● **EXERCISE DETAILS**
After reading the data below, copy out every line that contains the word "trim".
───── MATERIAL FOR THIS EXERCISE ─────
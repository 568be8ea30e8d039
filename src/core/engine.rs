// src/core/engine.rs
use crate::command::{parse_poly_command, parse_substitution_command, PolyCommand, SubstitutionCommand};
use crate::config::PolyConfig;
use crate::core::key::{CursorStep, PolyKey};
use crate::core::mapping::{MappingEntry, SetOutcome, SubstitutionMappingStore};
use crate::core::types::{FrequencyTable, Letter, OffsetConvention, PatternEvidence};
use crate::core::{crib, frequency, periodicity, shift};
use crate::error::Result;
use std::fmt;
use tracing::{debug, info, warn};

/// What a successfully executed command did, for the feedback line.
#[derive(Debug, Clone, PartialEq, Eq)]
pub enum Feedback {
    Mapped {
        entry: MappingEntry,
        outcome: SetOutcome,
    },
    Unmapped(Letter),
    KeySlotEdited {
        index: usize,
        letter: Option<Letter>,
    },
    CribSolved {
        plain: String,
        cipher: String,
        key: String,
    },
    Quit,
}

impl fmt::Display for Feedback {
    fn fmt(&self, f: &mut fmt::Formatter<'_>) -> fmt::Result {
        match self {
            Feedback::Mapped {
                entry,
                outcome: SetOutcome::Added,
            } => write!(f, "Mapping added: {entry}"),
            Feedback::Mapped {
                entry,
                outcome: SetOutcome::Updated,
            } => write!(f, "Mapping updated: {entry}"),
            Feedback::Unmapped(letter) => write!(f, "Mapping for '{letter}' removed."),
            Feedback::KeySlotEdited {
                index,
                letter: Some(letter),
            } => write!(f, "Key slot {} set to '{}'.", index + 1, letter.lower()),
            Feedback::KeySlotEdited { index, letter: None } => {
                write!(f, "Key slot {} cleared.", index + 1)
            }
            Feedback::CribSolved { plain, cipher, key } => {
                write!(f, "Suggested key to transform '{plain}' to '{cipher}': {key}")
            }
            Feedback::Quit => write!(f, "Goodbye!"),
        }
    }
}

/// A monoalphabetic solving session: the fixed ciphertext plus the
/// substitution hypothesis built on top of it.
#[derive(Debug, Clone)]
pub struct SubstitutionSession {
    ciphertext: String,
    frequencies: FrequencyTable,
    store: SubstitutionMappingStore,
}

impl SubstitutionSession {
    pub fn new(ciphertext: impl Into<String>) -> Self {
        let ciphertext = ciphertext.into();
        let frequencies = frequency::analyze(&ciphertext);
        Self {
            ciphertext,
            frequencies,
            store: SubstitutionMappingStore::new(),
        }
    }

    /// Runs one command. On error the mapping is unchanged.
    pub fn execute(&mut self, command: SubstitutionCommand) -> Result<Feedback> {
        let result = match command {
            SubstitutionCommand::Map {
                source,
                target,
                certain,
            } => self.map(source, target, certain),
            SubstitutionCommand::Unmap(source) => self.unmap(source),
            SubstitutionCommand::Quit => Ok(Feedback::Quit),
        };
        if let Err(err) = &result {
            warn!(error = %err, "substitution command rejected");
        }
        result
    }

    /// Parses and runs one line of user input.
    pub fn execute_line(&mut self, line: &str) -> Result<Feedback> {
        match parse_substitution_command(line) {
            Ok(command) => self.execute(command),
            Err(err) => {
                warn!(error = %err, input = line.trim(), "substitution command rejected");
                Err(err)
            }
        }
    }

    pub fn map(&mut self, source: Letter, target: Letter, certain: bool) -> Result<Feedback> {
        let outcome = self.store.set(source, target, certain)?;
        let entry = MappingEntry {
            source,
            target,
            certain,
        };
        debug!(%entry, ?outcome, "mapping stored");
        Ok(Feedback::Mapped { entry, outcome })
    }

    pub fn unmap(&mut self, source: Letter) -> Result<Feedback> {
        let removed = self.store.remove(source)?;
        debug!(entry = %removed, "mapping removed");
        Ok(Feedback::Unmapped(source))
    }

    pub fn ciphertext(&self) -> &str {
        &self.ciphertext
    }

    pub fn store(&self) -> &SubstitutionMappingStore {
        &self.store
    }

    pub fn current_mapping(&self) -> Vec<MappingEntry> {
        self.store.entries()
    }

    pub fn current_decryption(&self) -> String {
        self.store.apply(&self.ciphertext)
    }

    /// Statistics of the ciphertext, not of the working decryption.
    pub fn current_frequencies(&self) -> &FrequencyTable {
        &self.frequencies
    }
}

/// A polyalphabetic solving session: the ciphertext, the key being
/// assembled and the offset convention chosen at start-up.
#[derive(Debug, Clone)]
pub struct PolySession {
    ciphertext: String,
    key: PolyKey,
    offset: OffsetConvention,
    patterns: Vec<PatternEvidence>,
}

impl PolySession {
    pub fn new(ciphertext: impl Into<String>, config: PolyConfig) -> Self {
        let ciphertext = ciphertext.into();
        let patterns = periodicity::find_patterns(&ciphertext, config.key_length);
        debug!(
            key_length = config.key_length.get(),
            groups = patterns.len(),
            "periodicity report ready"
        );
        Self {
            ciphertext,
            key: PolyKey::new(config.key_length),
            offset: config.offset,
            patterns,
        }
    }

    /// Runs one command. On error the key is unchanged.
    pub fn execute(&mut self, command: PolyCommand) -> Result<Feedback> {
        let result = match command {
            PolyCommand::EditKeySlot { index, letter } => self.edit_key_slot(index, letter),
            PolyCommand::SolveCrib { plain, cipher } => self.solve_crib(&plain, &cipher),
            PolyCommand::Quit => Ok(Feedback::Quit),
        };
        if let Err(err) = &result {
            warn!(error = %err, "poly command rejected");
        }
        result
    }

    /// Parses and runs one line of user input.
    pub fn execute_line(&mut self, line: &str) -> Result<Feedback> {
        match parse_poly_command(line) {
            Ok(command) => self.execute(command),
            Err(err) => {
                warn!(error = %err, input = line.trim(), "poly command rejected");
                Err(err)
            }
        }
    }

    pub fn edit_key_slot(&mut self, index: usize, letter: Option<Letter>) -> Result<Feedback> {
        self.key.set_slot(index, letter)?;
        debug!(index, key = %self.key, "key slot edited");
        Ok(Feedback::KeySlotEdited { index, letter })
    }

    /// Derives a key from a crib. Does not touch the session key.
    pub fn solve_crib(&self, plain: &str, cipher: &str) -> Result<Feedback> {
        let key = crib::solve(plain, cipher)?;
        info!(plain, cipher, %key, "crib solved");
        Ok(Feedback::CribSolved {
            plain: plain.to_string(),
            cipher: cipher.to_string(),
            key,
        })
    }

    pub fn ciphertext(&self) -> &str {
        &self.ciphertext
    }

    pub fn key(&self) -> &PolyKey {
        &self.key
    }

    /// Moves the key cursor. The slots themselves only change through
    /// [`execute`](Self::execute).
    pub fn step_cursor(&mut self, step: CursorStep) {
        self.key.step_cursor(step);
        debug!(cursor = self.key.cursor(), "key cursor moved");
    }

    pub fn offset(&self) -> OffsetConvention {
        self.offset
    }

    pub fn key_length(&self) -> usize {
        self.key.len()
    }

    pub fn current_decryption(&self) -> String {
        shift::decrypt(&self.ciphertext, &self.key, self.offset)
    }

    /// The ciphertext never changes, so the report is computed once.
    pub fn current_patterns(&self) -> &[PatternEvidence] {
        &self.patterns
    }

    pub fn ciphertext_blocks(&self) -> Vec<String> {
        shift::blocks(&self.ciphertext, self.key.len())
    }

    pub fn decryption_blocks(&self) -> Vec<String> {
        shift::blocks(&self.current_decryption(), self.key.len())
    }

    pub fn separated_decryption(&self) -> String {
        shift::with_separators(&self.current_decryption(), self.key.len())
    }
}

#[cfg(test)]
mod tests {
    use super::*;
    use crate::error::CipherError;
    use std::io;
    use std::sync::{Arc, Mutex};

    #[derive(Clone, Default)]
    struct LogBuffer(Arc<Mutex<Vec<u8>>>);

    impl io::Write for LogBuffer {
        fn write(&mut self, buf: &[u8]) -> io::Result<usize> {
            self.0.lock().unwrap().extend_from_slice(buf);
            Ok(buf.len())
        }

        fn flush(&mut self) -> io::Result<()> {
            Ok(())
        }
    }

    impl LogBuffer {
        fn contents(&self) -> String {
            String::from_utf8(self.0.lock().unwrap().clone()).unwrap()
        }
    }

    fn capture_logs<T>(f: impl FnOnce() -> T) -> (T, String) {
        let logs = LogBuffer::default();
        let writer = logs.clone();
        let subscriber = tracing_subscriber::fmt()
            .with_writer(move || writer.clone())
            .with_ansi(false)
            .with_max_level(tracing::Level::DEBUG)
            .finish();
        let value = tracing::subscriber::with_default(subscriber, f);
        (value, logs.contents())
    }

    fn letter(c: char) -> Letter {
        Letter::from_char(c).unwrap()
    }

    #[test]
    fn substitution_feedback_messages() {
        let mut session = SubstitutionSession::new("Wkh");
        let added = session.map(letter('W'), letter('T'), true).unwrap();
        assert_eq!(added.to_string(), "Mapping added: W -> T");
        let updated = session.map(letter('W'), letter('S'), false).unwrap();
        assert_eq!(updated.to_string(), "Mapping updated: W -> S?");
        assert_eq!(session.current_decryption(), "Skh");
        assert_eq!(
            session.unmap(letter('w')).unwrap().to_string(),
            "Mapping for 'W' removed."
        );
    }

    #[test]
    fn rejected_command_leaves_state() {
        let mut session = SubstitutionSession::new("abc");
        session.map(letter('A'), letter('B'), true).unwrap();
        let before = session.store().clone();
        let err = session
            .execute(SubstitutionCommand::Map {
                source: letter('C'),
                target: letter('B'),
                certain: false,
            })
            .unwrap_err();
        assert!(matches!(err, CipherError::TargetCollision { .. }));
        assert_eq!(session.store(), &before);
    }

    #[test]
    fn frequencies_track_ciphertext() {
        let mut session = SubstitutionSession::new("aab");
        session.map(letter('A'), letter('Z'), true).unwrap();
        let table = session.current_frequencies();
        assert_eq!(table.get(letter('A')).unwrap().count, 2);
        assert!(table.get(letter('Z')).is_none());
    }

    #[test]
    fn poly_session_decrypts_with_key_edits() {
        let config = PolyConfig::new(5, 0).unwrap();
        let mut session = PolySession::new("LXFOPVEFRNHR", config);
        assert_eq!(session.current_decryption(), "LXFOPVEFRNHR");
        for (i, c) in "lemon".chars().enumerate() {
            session.edit_key_slot(i, Some(letter(c))).unwrap();
        }
        assert_eq!(session.current_decryption(), "ATTACKATDAWN");
        assert_eq!(session.separated_decryption(), "ATTAC | KATDA | WN");
        assert_eq!(session.ciphertext_blocks(), vec!["LXFOP", "VEFRN", "HR"]);
    }

    #[test]
    fn poly_session_rejects_out_of_range_slot() {
        let config = PolyConfig::new(2, 0).unwrap();
        let mut session = PolySession::new("abc", config);
        assert_eq!(
            session.execute(PolyCommand::EditKeySlot {
                index: 2,
                letter: None,
            }),
            Err(CipherError::SlotOutOfRange { index: 2, len: 2 })
        );
        assert_eq!(session.key().to_string(), "__");
    }

    #[test]
    fn crib_feedback() {
        let session = PolySession::new("fdw", PolyConfig::default());
        let feedback = session
            .clone()
            .execute(PolyCommand::SolveCrib {
                plain: "cat".into(),
                cipher: "fdw".into(),
            })
            .unwrap();
        assert_eq!(
            feedback.to_string(),
            "Suggested key to transform 'cat' to 'fdw': ccc"
        );
        assert_eq!(session.key().to_string(), "_");
    }

    #[test]
    fn malformed_line_is_logged_as_rejected() {
        let mut session = SubstitutionSession::new("abc");
        let (result, logs) = capture_logs(|| session.execute_line("A => B"));
        assert!(matches!(result, Err(CipherError::InvalidCommandFormat(_))));
        assert!(logs.contains("WARN"), "{logs}");
        assert!(logs.contains("substitution command rejected"), "{logs}");
        assert!(session.current_mapping().is_empty());
    }

    #[test]
    fn line_input_drives_substitution_session() {
        let mut session = SubstitutionSession::new("Wkh");
        assert_eq!(
            session.execute_line("w->t\n").unwrap().to_string(),
            "Mapping added: W -> T"
        );
        assert_eq!(session.execute_line("q").unwrap(), Feedback::Quit);
        assert_eq!(session.current_decryption(), "Tkh");
    }

    #[test]
    fn poly_line_input_and_cursor() {
        let mut session = PolySession::new("abc", PolyConfig::new(3, 0).unwrap());
        let (result, logs) = capture_logs(|| session.execute_line("key 0 a"));
        assert!(matches!(result, Err(CipherError::InvalidCommandFormat(_))));
        assert!(logs.contains("poly command rejected"), "{logs}");

        session.execute_line("key 2 b").unwrap();
        assert_eq!(session.key().to_string(), "_b_");
        session.step_cursor(CursorStep::Left);
        assert_eq!(session.key().cursor(), 2);
        assert_eq!(session.key().to_string(), "_b_");
    }

    #[test]
    fn huge_slot_index_is_an_error_not_a_panic() {
        let mut session = PolySession::new("abc", PolyConfig::new(2, 0).unwrap());
        assert_eq!(
            session.edit_key_slot(usize::MAX, None),
            Err(CipherError::SlotOutOfRange { index: usize::MAX, len: 2 })
        );
        assert_eq!(session.key().to_string(), "__");
    }
}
─────
● **ANSWER TO THE PROBLEM**
                warn!(error = %err, input = line.trim(), "substitution command rejected");
                warn!(error = %err, input = line.trim(), "poly command rejected");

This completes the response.